= 1992 Kuwaiti general election =

General election in Kuwait

General elections were held in Kuwait on 20 October 1992. A total of 275 candidates contested the election, which saw independents win the largest number of seats, and candidates opposed to the government win a total of 31 seats.

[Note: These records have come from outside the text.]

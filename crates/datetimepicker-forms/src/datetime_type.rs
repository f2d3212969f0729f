//! The datetime picker form field type.
//!
//! [`DatetimeType`] sits between the form layer and the widget. The form
//! layer asks it for the underlying datetime field's defaults
//! ([`DatetimeType::field_defaults`]) and for the variables handed to the
//! widget template ([`DatetimeType::build_view`]). Both start by merging the
//! bundle-level picker options with the field's own.
//!
//! The `formatter` option says which vocabulary `format` is written in:
//!
//! | formatter | field format | widget format |
//! |---|---|---|
//! | `php` | `format` as written | `to_picker(format)` |
//! | `js` | `to_icu(format)` | `format` as written |

use datetimepicker_core::{i18n, PickerSettings};
use serde::Serialize;
use serde_json::{Map, Value};

use crate::options::{Formatter, PickerOptions};

/// The format used when neither the bundle nor the field sets one.
pub const DEFAULT_FORMAT: &str = "mm/dd/yyyy HH:ii";

/// The language the widget ships with; it is never passed explicitly.
const WIDGET_BUILTIN_LANGUAGE: &str = "en";

/// Template variables for one rendered field.
#[derive(Debug, Clone, Default, PartialEq, Serialize)]
#[serde(transparent)]
pub struct PickerView {
    vars: Map<String, Value>,
}

impl PickerView {
    /// Key under which the resolved picker options are stored.
    pub const PICKER_OPTIONS: &'static str = "pickerOptions";

    pub fn new() -> Self {
        Self::default()
    }

    /// Starts from variables already set by the parent field type.
    pub const fn with_vars(vars: Map<String, Value>) -> Self {
        Self { vars }
    }

    pub const fn vars(&self) -> &Map<String, Value> {
        &self.vars
    }

    /// The resolved picker options, once [`DatetimeType::build_view`] ran.
    pub fn picker_options(&self) -> Option<&Map<String, Value>> {
        self.vars.get(Self::PICKER_OPTIONS).and_then(Value::as_object)
    }

    pub fn into_vars(self) -> Map<String, Value> {
        self.vars
    }
}

/// Default options of the underlying datetime field.
#[derive(Debug, Clone, PartialEq, Serialize)]
#[serde(rename_all = "camelCase")]
pub struct FieldDefaults {
    /// Always `"single_text"`: the picker drives one text input.
    pub widget: String,
    /// The server-side format of the submitted value, or `None` when the
    /// formatter is missing or unrecognised.
    pub format: Option<String>,
    /// The field's own picker options, before merging.
    pub picker_options: PickerOptions,
}

/// The datetime picker field type.
///
/// # Examples
///
/// ```
/// use datetimepicker_forms::{DatetimeType, PickerOptions};
///
/// let bundle: PickerOptions = [("formatter", "js")].into_iter().collect();
/// let field_type = DatetimeType::new(bundle);
///
/// let field: PickerOptions = [("format", "dd.mm.yyyy hh:ii"), ("language", "de")]
///     .into_iter()
///     .collect();
/// assert_eq!(field_type.field_format(&field).as_deref(), Some("dd.MM.y HH:mm"));
///
/// let view = field_type.build_view_vars(&field);
/// let options = view.picker_options().unwrap();
/// assert_eq!(options["format"], "dd.mm.yyyy hh:ii");
/// assert_eq!(options["language"], "de");
/// ```
#[derive(Debug, Clone, Default)]
pub struct DatetimeType {
    options: PickerOptions,
}

impl DatetimeType {
    /// Creates the field type with bundle-level picker options.
    pub const fn new(options: PickerOptions) -> Self {
        Self { options }
    }

    pub fn from_settings(settings: &PickerSettings) -> Self {
        Self::new(PickerOptions::from(settings))
    }

    /// The bundle-level picker options.
    pub const fn options(&self) -> &PickerOptions {
        &self.options
    }

    /// Block prefix of the widget template.
    pub const fn block_prefix(&self) -> &'static str {
        "collot_datetime"
    }

    /// The field type this one extends.
    pub const fn parent(&self) -> &'static str {
        "datetime"
    }

    fn merged(&self, field_options: &PickerOptions) -> PickerOptions {
        self.options.merged(field_options)
    }

    /// Resolves the options sent to the widget and stores them in `view`.
    ///
    /// Any existing `pickerOptions` variable is replaced; other variables
    /// are kept.
    pub fn build_view(&self, view: &mut PickerView, field_options: &PickerOptions) {
        let mut picker_options = self.merged(field_options);

        if !picker_options.contains(PickerOptions::LANGUAGE) {
            picker_options.insert(PickerOptions::LANGUAGE, i18n::get_language());
        }
        if picker_options.language() == Some(WIDGET_BUILTIN_LANGUAGE) {
            picker_options.remove(PickerOptions::LANGUAGE);
        }

        if !picker_options.contains(PickerOptions::FORMAT) {
            picker_options.insert(PickerOptions::FORMAT, DEFAULT_FORMAT);
        }

        if picker_options.formatter() == Some(Formatter::Server) {
            if let Some(format) = picker_options.format() {
                let widget_format = Formatter::Server.direction().translate(format);
                tracing::debug!(%format, %widget_format, "translated server format for widget");
                picker_options.insert(PickerOptions::FORMAT, widget_format);
            }
        }

        view.vars.insert(
            PickerView::PICKER_OPTIONS.to_string(),
            picker_options.to_json(),
        );
    }

    /// Like [`build_view`](Self::build_view), starting from an empty view.
    pub fn build_view_vars(&self, field_options: &PickerOptions) -> PickerView {
        let mut view = PickerView::new();
        self.build_view(&mut view, field_options);
        view
    }

    /// The format of the underlying datetime field, in ICU tokens.
    pub fn field_format(&self, field_options: &PickerOptions) -> Option<String> {
        let picker_options = self.merged(field_options);
        let format = picker_options.format().unwrap_or(DEFAULT_FORMAT);

        match picker_options.formatter()? {
            Formatter::Server => Some(format.to_string()),
            formatter @ Formatter::Client => Some(formatter.direction().translate(format)),
        }
    }

    /// Default options of the underlying datetime field.
    pub fn field_defaults(&self, field_options: PickerOptions) -> FieldDefaults {
        FieldDefaults {
            widget: "single_text".to_string(),
            format: self.field_format(&field_options),
            picker_options: field_options,
        }
    }
}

Voter turnout was 83%.

==Background==
As a result of increasing conflict between the ruling family and the elected parliament, the parliament had been disbanded in 1986. The USA, supported by the international community, made its support of the ruling family during the Gulf War conditional on the restoration of democracy, which was agreed to by the Emir in the Jeddah conference of October 1990.

==Electoral system==
Voting rights were restricted to men who could provide proof of that their ancestors were residing in Kuwait in 1920,. This resulted the number of eligible voters to 14% of the citizenry.

==Results==

| Party |  | Votes | % | Seats |
|  | Independents |  |  | 20 |
|  | Pro-government candidates |  |  | 18 |
|  | Sunni candidates |  |  | 7 |
|  | Shi'ite candidates |  |  | 3 |
|  | Secular opposition |  |  | 2 |
| Total |  |  |  | 50 |
| Total votes |  | 67,724 | – |  |
| Registered voters/turnout |  | 81,440 | 83.16 |  |
Source: Nohlen et al.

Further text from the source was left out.